根据LcWRKY40基因序列全长设计特异性引物(见表1),以pMD18-T-LcWRKY40质粒为模板进行PCR 反应,将回收反应产物与经XbaⅠ和SalⅠ酶切后的pBI121::GFP载体进行连接,获得重组表达载体pBI121::LcWRKY40::GFP。利用电击法将重组载体和空载体转入农杆菌,利用农杆菌注射方法将其注入到烟草背面,暗培养48 h。通过激光共聚焦荧光显微镜(Olympus Imager.Z2,日本)观测LcWRKY40蛋白亚细胞定位。

1.2.5LcWRKY40组织器官的表达模式分析

对安达市东北林业大学野外试验田长势基本一致的羊草植株根、茎、叶、叶鞘、稃和花药组织部位取样,提取总RNA。将1 µg 总RNA 作为模板反转录成cDNA。选用羊草LcActin为内参基因,进行qRT-PCR 分析。用MxPro-Mx3000P 系统进行试验操作,每个试验样品分别进行3 次技术重复和3 次生物学重复。

1.2.6LcWRKY40转基因烟草的获得

构建植物表达载体pCXSN::LcWRKY40,利用农杆菌转化法转化野生型本氏烟草植株,将浸泡过农杆菌液的烟草叶片置于共培养培养基(MS+As)上暗培养3 d后,再换分化培养基培养至植株。将得到的T0代种子播种于含有25 mg·L-1Hyg 的1/2MS 培养基筛选。观察在潮霉素筛选下烟草的生长情况,选取转化株系和对照株系提取基因组DNA,利用LcWRKY40-F2、LcWRKY40-R2 进行过表达植株的分子鉴定。
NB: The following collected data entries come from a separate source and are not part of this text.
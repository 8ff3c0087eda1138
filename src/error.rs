//! Error types for the Farcaster hub client.

use std::collections::TryReserveError;

use thiserror::Error;

/// Result type alias for Farcaster operations.
pub type Result<T> = std::result::Result<T, FarcasterError>;

/// Farcaster hub client error types.
#[derive(Error, Debug)]
pub enum FarcasterError {
    /// Connection-level failure
    #[error("Network error: {0}")]
    Network(#[source] reqwest::Error),

    /// Failure while reading the response body
    #[error("I/O error: {0}")]
    Io(#[source] std::io::Error),

    /// Request did not complete within the configured timeout
    #[error("Request timed out")]
    Timeout,

    /// Non-2xx response from the hub
    #[error("HTTP error: {message} (status: {status})")]
    Http {
        /// HTTP status code
        status: u16,
        /// Error detail reported by the hub, or the canonical reason
        message: String,
    },

    /// Malformed response body
    #[error("JSON parse error: {0}")]
    JsonParse(#[from] serde_json::Error),

    /// Outgoing message could not be encoded
    #[error("Serialization error: {0}")]
    Serialization(#[source] serde_json::Error),

    /// Key construction or signing failure
    #[error("Signing error: {0}")]
    Signing(String),

    /// Bad input to a public operation
    #[error("Invalid message: {0}")]
    InvalidMessage(String),

    /// Local admission control denied the request
    #[error("Rate limit exceeded for '{key}' (retry after: {retry_after_ms}ms)")]
    RateLimitExceeded {
        /// Limiter key that was rejected
        key: String,
        /// Milliseconds until the current window closes
        retry_after_ms: u64,
    },

    /// Response body exceeded `max_response_size`
    #[error("Response exceeds {limit} bytes")]
    ResponseTooLarge {
        /// Configured limit in bytes
        limit: usize,
    },

    /// Allocation failure
    #[error("Out of memory")]
    OutOfMemory,

    /// Configuration error
    #[error("Configuration error: {0}")]
    Config(String),
}

/// Fieldless projection of [`FarcasterError`] used by retry decisions.
#[derive(Debug, Clone, Copy, PartialEq, Eq, Hash)]
pub enum ErrorKind {
    Network,
    Timeout,
    Http,
    JsonParse,
    Serialization,
    Signing,
    InvalidMessage,
    RateLimitExceeded,
    ResponseTooLarge,
    OutOfMemory,
    Config,
}

impl FarcasterError {
    /// Create a new HTTP status error.
    pub fn http(status: u16, message: impl Into<String>) -> Self {
        Self::Http {
            status,
            message: message.into(),
        }
    }

    /// Create a new signing error.
    pub fn signing(msg: impl Into<String>) -> Self {
        Self::Signing(msg.into())
    }

    /// Create a new invalid message error.
    pub fn invalid_message(msg: impl Into<String>) -> Self {
        Self::InvalidMessage(msg.into())
    }

    /// Create a new rate limit error.
    pub fn rate_limit(key: impl Into<String>, retry_after_ms: u64) -> Self {
        Self::RateLimitExceeded {
            key: key.into(),
            retry_after_ms,
        }
    }

    /// Create a new configuration error.
    pub fn config(msg: impl Into<String>) -> Self {
        Self::Config(msg.into())
    }

    pub fn kind(&self) -> ErrorKind {
        match self {
            Self::Network(_) | Self::Io(_) => ErrorKind::Network,
            Self::Timeout => ErrorKind::Timeout,
            Self::Http { .. } => ErrorKind::Http,
            Self::JsonParse(_) => ErrorKind::JsonParse,
            Self::Serialization(_) => ErrorKind::Serialization,
            Self::Signing(_) => ErrorKind::Signing,
            Self::InvalidMessage(_) => ErrorKind::InvalidMessage,
            Self::RateLimitExceeded { .. } => ErrorKind::RateLimitExceeded,
            Self::ResponseTooLarge { .. } => ErrorKind::ResponseTooLarge,
            Self::OutOfMemory => ErrorKind::OutOfMemory,
            Self::Config(_) => ErrorKind::Config,
        }
    }

    /// Check if this is a local rate limit rejection.
    pub fn is_rate_limit(&self) -> bool {
        matches!(self, Self::RateLimitExceeded { .. })
    }

    /// Check if this is a network error.
    pub fn is_network(&self) -> bool {
        matches!(self, Self::Network(_))
    }

    /// Transient failures worth another attempt. HTTP errors qualify only
    /// for 5xx and 429.
    pub fn is_retryable(&self) -> bool {
        match self {
            Self::Network(_) | Self::Io(_) | Self::Timeout => true,
            Self::Http { status, .. } => *status >= 500 || *status == 429,
            _ => false,
        }
    }
}

impl From<reqwest::Error> for FarcasterError {
    fn from(err: reqwest::Error) -> Self {
        if err.is_timeout() {
            Self::Timeout
        } else {
            Self::Network(err)
        }
    }
}

impl From<std::io::Error> for FarcasterError {
    fn from(err: std::io::Error) -> Self {
        if err.kind() == std::io::ErrorKind::TimedOut {
            Self::Timeout
        } else {
            Self::Io(err)
        }
    }
}

impl From<TryReserveError> for FarcasterError {
    fn from(_: TryReserveError) -> Self {
        Self::OutOfMemory
    }
}

#[cfg(test)]
mod tests {
    use super::*;

    #[test]
    fn test_error_display() {
        let err = FarcasterError::invalid_message("cast text is empty");
        assert!(err.to_string().contains("cast text is empty"));
        assert_eq!(err.kind(), ErrorKind::InvalidMessage);
    }

    #[test]
    fn test_rate_limit_error() {
        let err = FarcasterError::rate_limit("castsByFid", 1500);
        assert!(err.is_rate_limit());
        assert!(err.to_string().contains("castsByFid"));
        assert!(err.to_string().contains("1500"));
        assert!(!err.is_retryable());
    }

    #[test]
    fn test_http_error_retryable_only_for_server_side() {
        assert!(FarcasterError::http(503, "unavailable").is_retryable());
        assert!(FarcasterError::http(429, "slow down").is_retryable());
        assert!(!FarcasterError::http(404, "not found").is_retryable());
        assert!(FarcasterError::http(404, "not found")
            .to_string()
            .contains("404"));
    }

    #[test]
    fn test_try_reserve_maps_to_out_of_memory() {
        let mut buf: Vec<u8> = Vec::new();
        let err: FarcasterError = buf.try_reserve(usize::MAX).unwrap_err().into();
        assert_eq!(err.kind(), ErrorKind::OutOfMemory);
    }

    #[test]
    fn test_io_timeout_maps_to_timeout() {
        let err: FarcasterError =
            std::io::Error::new(std::io::ErrorKind::TimedOut, "read timed out").into();
        assert_eq!(err.kind(), ErrorKind::Timeout);
        let err: FarcasterError =
            std::io::Error::new(std::io::ErrorKind::ConnectionReset, "reset").into();
        assert_eq!(err.kind(), ErrorKind::Network);
        assert!(err.is_retryable());
    }

    #[test]
    fn test_signing_is_not_retryable() {
        let err = FarcasterError::signing("key mismatch");
        assert!(!err.is_retryable());
        assert_eq!(err.kind(), ErrorKind::Signing);
    }
}
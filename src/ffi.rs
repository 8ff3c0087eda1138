//! C ABI for embedding the hub client.
//!
//! Clients cross the boundary as opaque `FarcasterClient` pointers. Every
//! string returned to the caller is owned by the caller and must be passed
//! to [`fc_free_string`] exactly once. Failures are logged and surface as a
//! null return; no Rust error type crosses the boundary.

#![allow(unsafe_code)]

use std::collections::BTreeSet;
use std::ffi::{CStr, CString};
use std::os::raw::c_char;
use std::panic::{catch_unwind, AssertUnwindSafe};
use std::ptr;
use std::sync::{Mutex, MutexGuard, PoisonError};

use serde::Serialize;
use tracing::{debug, error, warn};
use zeroize::Zeroizing;

use crate::client::FarcasterClient;
use crate::config::ClientConfig;
use crate::defaults;
use crate::error::{FarcasterError, Result};

/// Addresses below this are never handed out by the allocator.
const MIN_VALID_ADDRESS: usize = 0x1000;

/// Handles returned by `fc_client_create*` and not yet destroyed.
static LIVE_CLIENTS: Mutex<BTreeSet<usize>> = Mutex::new(BTreeSet::new());

/// Strings handed to the caller and not yet freed.
static OUTSTANDING_STRINGS: Mutex<BTreeSet<usize>> = Mutex::new(BTreeSet::new());

fn registry(set: &Mutex<BTreeSet<usize>>) -> MutexGuard<'_, BTreeSet<usize>> {
    set.lock().unwrap_or_else(PoisonError::into_inner)
}

fn plausible<T>(ptr: *const T) -> bool {
    !ptr.is_null() && ptr as usize >= MIN_VALID_ADDRESS
}

/// Helper to convert C string to Rust string
fn cstr_to_string(ptr: *const c_char) -> Option<String> {
    if !plausible(ptr) {
        return None;
    }
    unsafe { CStr::from_ptr(ptr).to_str().ok().map(str::to_string) }
}

/// Helper to convert Rust string to a caller-owned C string
fn string_to_cstr(s: String) -> *mut c_char {
    match CString::new(s) {
        Ok(cs) => {
            let raw = cs.into_raw();
            registry(&OUTSTANDING_STRINGS).insert(raw as usize);
            raw
        }
        Err(_) => {
            error!("result contains an interior NUL byte");
            ptr::null_mut()
        }
    }
}

fn to_json<T: Serialize>(value: &T) -> Result<String> {
    serde_json::to_string(value).map_err(FarcasterError::Serialization)
}

/// Run `op` against a registered client, converting errors and panics
/// into a null return.
fn with_client<F>(client: *mut FarcasterClient, operation: &'static str, op: F) -> *mut c_char
where
    F: FnOnce(&mut FarcasterClient) -> Result<String>,
{
    if !registry(&LIVE_CLIENTS).contains(&(client as usize)) {
        warn!(operation, "called with an unknown client handle");
        return ptr::null_mut();
    }
    let client = unsafe { &mut *client };

    match catch_unwind(AssertUnwindSafe(|| op(client))) {
        Ok(Ok(output)) => string_to_cstr(output),
        Ok(Err(err)) => {
            error!(operation, error = %err, kind = ?err.kind(), "operation failed");
            ptr::null_mut()
        }
        Err(_) => {
            error!(operation, "panic caught at FFI boundary");
            ptr::null_mut()
        }
    }
}

fn create_client(fid: u64, private_key_hex: *const c_char, hub_url: String) -> *mut FarcasterClient {
    let Some(key) = cstr_to_string(private_key_hex).map(Zeroizing::new) else {
        warn!("fc_client_create: private key is null or not UTF-8");
        return ptr::null_mut();
    };

    let built = catch_unwind(AssertUnwindSafe(|| {
        ClientConfig::new(hub_url, fid, key.as_str()).and_then(FarcasterClient::new)
    }));
    match built {
        Ok(Ok(client)) => {
            let raw = Box::into_raw(Box::new(client));
            registry(&LIVE_CLIENTS).insert(raw as usize);
            debug!(fid, "client handle created");
            raw
        }
        Ok(Err(err)) => {
            error!(fid, error = %err, "fc_client_create failed");
            ptr::null_mut()
        }
        Err(_) => {
            error!(fid, "panic caught while creating client");
            ptr::null_mut()
        }
    }
}

// ============================================================================
// Client lifecycle
// ============================================================================

/// Create a client against the default hub. Returns null on failure.
///
/// # Safety
/// `private_key_hex` must be a valid null-terminated C string. The handle
/// must be released with `fc_client_destroy`.
#[no_mangle]
pub extern "C" fn fc_client_create(fid: u64, private_key_hex: *const c_char) -> *mut FarcasterClient {
    create_client(fid, private_key_hex, defaults::HUB_URL.to_string())
}

/// Create a client against a specific hub base URL. Returns null on failure.
///
/// # Safety
/// Both string arguments must be valid null-terminated C strings.
#[no_mangle]
pub extern "C" fn fc_client_create_with_hub(
    fid: u64,
    private_key_hex: *const c_char,
    hub_url: *const c_char,
) -> *mut FarcasterClient {
    let Some(hub_url) = cstr_to_string(hub_url) else {
        warn!("fc_client_create_with_hub: hub URL is null or not UTF-8");
        return ptr::null_mut();
    };
    create_client(fid, private_key_hex, hub_url)
}

/// Destroy a client: signing key, then HTTP pool, then limiter state.
/// No-op on null, unknown or already destroyed handles.
#[no_mangle]
pub extern "C" fn fc_client_destroy(client: *mut FarcasterClient) {
    if client.is_null() {
        warn!("fc_client_destroy called with null");
        return;
    }
    if !registry(&LIVE_CLIENTS).remove(&(client as usize)) {
        warn!("fc_client_destroy called with an unknown or already destroyed handle");
        return;
    }
    let dropped = catch_unwind(AssertUnwindSafe(|| drop(unsafe { Box::from_raw(client) })));
    if dropped.is_err() {
        error!("panic caught while destroying client");
    }
}

// ============================================================================
// Cast operations
// ============================================================================

/// Post a cast, optionally under a channel. `channel_url` may be null.
/// Returns the hub response body.
///
/// # Safety
/// The returned string must be freed with `fc_free_string`.
#[no_mangle]
pub extern "C" fn fc_post_cast(
    client: *mut FarcasterClient,
    text: *const c_char,
    channel_url: *const c_char,
) -> *mut c_char {
    let Some(text) = cstr_to_string(text) else {
        warn!("fc_post_cast: text is null or not UTF-8");
        return ptr::null_mut();
    };
    let channel_url = if channel_url.is_null() {
        None
    } else {
        let Some(url) = cstr_to_string(channel_url) else {
            warn!("fc_post_cast: channel URL is not a valid UTF-8 string");
            return ptr::null_mut();
        };
        Some(url)
    };
    with_client(client, "fc_post_cast", |c| c.post_cast(&text, channel_url.as_deref()))
}

/// Casts under a channel as a JSON array.
///
/// # Safety
/// The returned string must be freed with `fc_free_string`.
#[no_mangle]
pub extern "C" fn fc_get_casts_by_channel(
    client: *mut FarcasterClient,
    channel_url: *const c_char,
    limit: u32,
) -> *mut c_char {
    let Some(channel_url) = cstr_to_string(channel_url) else {
        warn!("fc_get_casts_by_channel: channel URL is null or not UTF-8");
        return ptr::null_mut();
    };
    with_client(client, "fc_get_casts_by_channel", |c| {
        to_json(&c.get_casts_by_channel(&channel_url, limit)?)
    })
}

// ============================================================================
// Reaction operations
// ============================================================================

fn reaction(
    client: *mut FarcasterClient,
    operation: &'static str,
    cast_hash: *const c_char,
    cast_fid: u64,
    apply: fn(&mut FarcasterClient, &str, u64) -> Result<String>,
) -> *mut c_char {
    let Some(hash) = cstr_to_string(cast_hash) else {
        warn!(operation, "cast hash is null or not UTF-8");
        return ptr::null_mut();
    };
    with_client(client, operation, |c| apply(c, &hash, cast_fid))
}

/// # Safety
/// The returned string must be freed with `fc_free_string`.
#[no_mangle]
pub extern "C" fn fc_like_cast(
    client: *mut FarcasterClient,
    cast_hash: *const c_char,
    cast_fid: u64,
) -> *mut c_char {
    reaction(client, "fc_like_cast", cast_hash, cast_fid, FarcasterClient::like_cast)
}

/// # Safety
/// The returned string must be freed with `fc_free_string`.
#[no_mangle]
pub extern "C" fn fc_recast_cast(
    client: *mut FarcasterClient,
    cast_hash: *const c_char,
    cast_fid: u64,
) -> *mut c_char {
    reaction(client, "fc_recast_cast", cast_hash, cast_fid, FarcasterClient::recast_cast)
}

/// # Safety
/// The returned string must be freed with `fc_free_string`.
#[no_mangle]
pub extern "C" fn fc_unlike_cast(
    client: *mut FarcasterClient,
    cast_hash: *const c_char,
    cast_fid: u64,
) -> *mut c_char {
    reaction(client, "fc_unlike_cast", cast_hash, cast_fid, FarcasterClient::unlike_cast)
}

/// # Safety
/// The returned string must be freed with `fc_free_string`.
#[no_mangle]
pub extern "C" fn fc_unrecast_cast(
    client: *mut FarcasterClient,
    cast_hash: *const c_char,
    cast_fid: u64,
) -> *mut c_char {
    reaction(client, "fc_unrecast_cast", cast_hash, cast_fid, FarcasterClient::unrecast_cast)
}

// ============================================================================
// Follow operations
// ============================================================================

/// # Safety
/// The returned string must be freed with `fc_free_string`.
#[no_mangle]
pub extern "C" fn fc_follow_user(client: *mut FarcasterClient, target_fid: u64) -> *mut c_char {
    with_client(client, "fc_follow_user", |c| c.follow_user(target_fid))
}

/// # Safety
/// The returned string must be freed with `fc_free_string`.
#[no_mangle]
pub extern "C" fn fc_unfollow_user(client: *mut FarcasterClient, target_fid: u64) -> *mut c_char {
    with_client(client, "fc_unfollow_user", |c| c.unfollow_user(target_fid))
}

/// Follower FIDs as a JSON array.
///
/// # Safety
/// The returned string must be freed with `fc_free_string`.
#[no_mangle]
pub extern "C" fn fc_get_followers(client: *mut FarcasterClient, fid: u64) -> *mut c_char {
    with_client(client, "fc_get_followers", |c| to_json(&c.get_followers(fid)?))
}

/// Followed FIDs as a JSON array.
///
/// # Safety
/// The returned string must be freed with `fc_free_string`.
#[no_mangle]
pub extern "C" fn fc_get_following(client: *mut FarcasterClient, fid: u64) -> *mut c_char {
    with_client(client, "fc_get_following", |c| to_json(&c.get_following(fid)?))
}

// ============================================================================
// User operations
// ============================================================================

/// User profile as a JSON object.
///
/// # Safety
/// The returned string must be freed with `fc_free_string`.
#[no_mangle]
pub extern "C" fn fc_get_user_profile(client: *mut FarcasterClient, fid: u64) -> *mut c_char {
    with_client(client, "fc_get_user_profile", |c| to_json(&c.get_user_profile(fid)?))
}

// ============================================================================
// Memory management
// ============================================================================

/// Free a string returned by this library. Null, foreign and already
/// freed pointers are ignored with a warning.
#[no_mangle]
pub extern "C" fn fc_free_string(s: *mut c_char) {
    if !plausible(s.cast_const()) {
        warn!("fc_free_string called with an invalid pointer");
        return;
    }
    if !registry(&OUTSTANDING_STRINGS).remove(&(s as usize)) {
        warn!("fc_free_string called with a string not owned by the caller");
        return;
    }
    drop(unsafe { CString::from_raw(s) });
}

#[cfg(test)]
mod tests {
    use super::*;
    use crate::signer::tests::test_key_hex;

    fn key() -> CString {
        CString::new(test_key_hex()).unwrap()
    }

    #[test]
    fn test_create_and_destroy() {
        let key = key();
        let client = fc_client_create(42, key.as_ptr());
        assert!(!client.is_null());
        assert!(registry(&LIVE_CLIENTS).contains(&(client as usize)));
        fc_client_destroy(client);
        assert!(!registry(&LIVE_CLIENTS).contains(&(client as usize)));
    }

    #[test]
    fn test_create_rejects_bad_input() {
        let short = CString::new("abcd").unwrap();
        assert!(fc_client_create(42, short.as_ptr()).is_null());
        assert!(fc_client_create(42, ptr::null()).is_null());
        assert!(fc_client_create(0, key().as_ptr()).is_null());

        let hub = CString::new("ftp://hub").unwrap();
        assert!(fc_client_create_with_hub(42, key().as_ptr(), hub.as_ptr()).is_null());
        assert!(fc_client_create_with_hub(42, key().as_ptr(), ptr::null()).is_null());
    }

    #[test]
    fn test_destroy_is_safe_on_null_and_repeat() {
        fc_client_destroy(ptr::null_mut());
        let client = fc_client_create(42, key().as_ptr());
        fc_client_destroy(client);
        fc_client_destroy(client);
        fc_client_destroy(0x10 as *mut FarcasterClient);
    }

    #[test]
    fn test_operations_on_unknown_handle_return_null() {
        let text = CString::new("gm").unwrap();
        assert!(fc_post_cast(ptr::null_mut(), text.as_ptr(), ptr::null()).is_null());
        assert!(fc_follow_user(0x2000 as *mut FarcasterClient, 7).is_null());
    }

    #[test]
    fn test_null_arguments_return_null() {
        let client = fc_client_create(42, key().as_ptr());
        assert!(fc_post_cast(client, ptr::null(), ptr::null()).is_null());
        assert!(fc_like_cast(client, ptr::null(), 1).is_null());
        assert!(fc_get_casts_by_channel(client, ptr::null(), 10).is_null());
        fc_client_destroy(client);
    }

    #[test]
    fn test_post_cast_rejects_undecodable_channel() {
        let mut server = mockito::Server::new();
        let submit = server.mock("POST", "/v1/submitMessage").expect(0).create();

        let hub = CString::new(server.url()).unwrap();
        let client = fc_client_create_with_hub(42, key().as_ptr(), hub.as_ptr());
        assert!(!client.is_null());

        let text = CString::new("gm").unwrap();
        let channel = CStr::from_bytes_with_nul(b"ht\xffx\0").unwrap();
        assert!(fc_post_cast(client, text.as_ptr(), channel.as_ptr()).is_null());

        submit.assert();
        fc_client_destroy(client);
    }

    #[test]
    fn test_free_string_guards() {
        fc_free_string(ptr::null_mut());
        fc_free_string(0x8 as *mut c_char);

        let owned = string_to_cstr("[1,2,3]".to_string());
        assert!(registry(&OUTSTANDING_STRINGS).contains(&(owned as usize)));
        fc_free_string(owned);
        assert!(!registry(&OUTSTANDING_STRINGS).contains(&(owned as usize)));
        fc_free_string(owned);

        let foreign = CString::new("not ours").unwrap();
        fc_free_string(foreign.as_ptr() as *mut c_char);
        assert_eq!(foreign.to_str().unwrap(), "not ours");
    }

    #[test]
    fn test_interior_nul_yields_null() {
        assert!(string_to_cstr("a\0b".to_string()).is_null());
    }
}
1.2.7LcWRKY40转基因烟草株系相对表达量分析

分别取生长到四叶期的野生型烟草(WT)和LcWRKY40转基因烟草株系(#1,#2,#3,#4),分别提取植株总RNA 后,反转录成cDNA。以cDNA 为模板,LcActin为内参基因,进行荧光定量PCR 试验,检测其相对表达量。用MxPro-Mx3000P 系统进行试验操作,每个试验样品分别进行3次技术重复和3次生物学重复。

1.2.8LcWRKY40转基因烟草的抗病性分析

将水稻植株病害和健康的交界处表面消毒后,剪切置于PDA 培养基分离纯化,得到4 种病菌:水稻白叶枯病菌、水稻恶苗病菌、水稻纹枯病菌和水稻稻瘟病菌。将病菌注射进野生型烟草和转基因烟草第3 枚叶片后观察培养,并将第3 枚叶片临近表型相似的叶片剪下作为处理前对照。将通过摄影生物显微镜(Olympus-SZX-FOF,日本)测量的叶片病菌侵蚀面积作为鉴定其抗病能力的依据。

2 结果与分析

2.1 LcWRKY40基因克隆与生物信息学分析

2.1.1 羊草叶片总RNA 的提取及LcWRKY40基因的克隆

提取羊草叶片的总RNA(见图1A),将其反转录成cDNA。对LcWRKY40目的基因进行PCR 扩增,目的基因条带在1 000 bp 偏上的位置(见图1B)回收DNA 片段连接插入pMD18-T 载体,质粒pMD18-T-LcWRKY40送样测序正确。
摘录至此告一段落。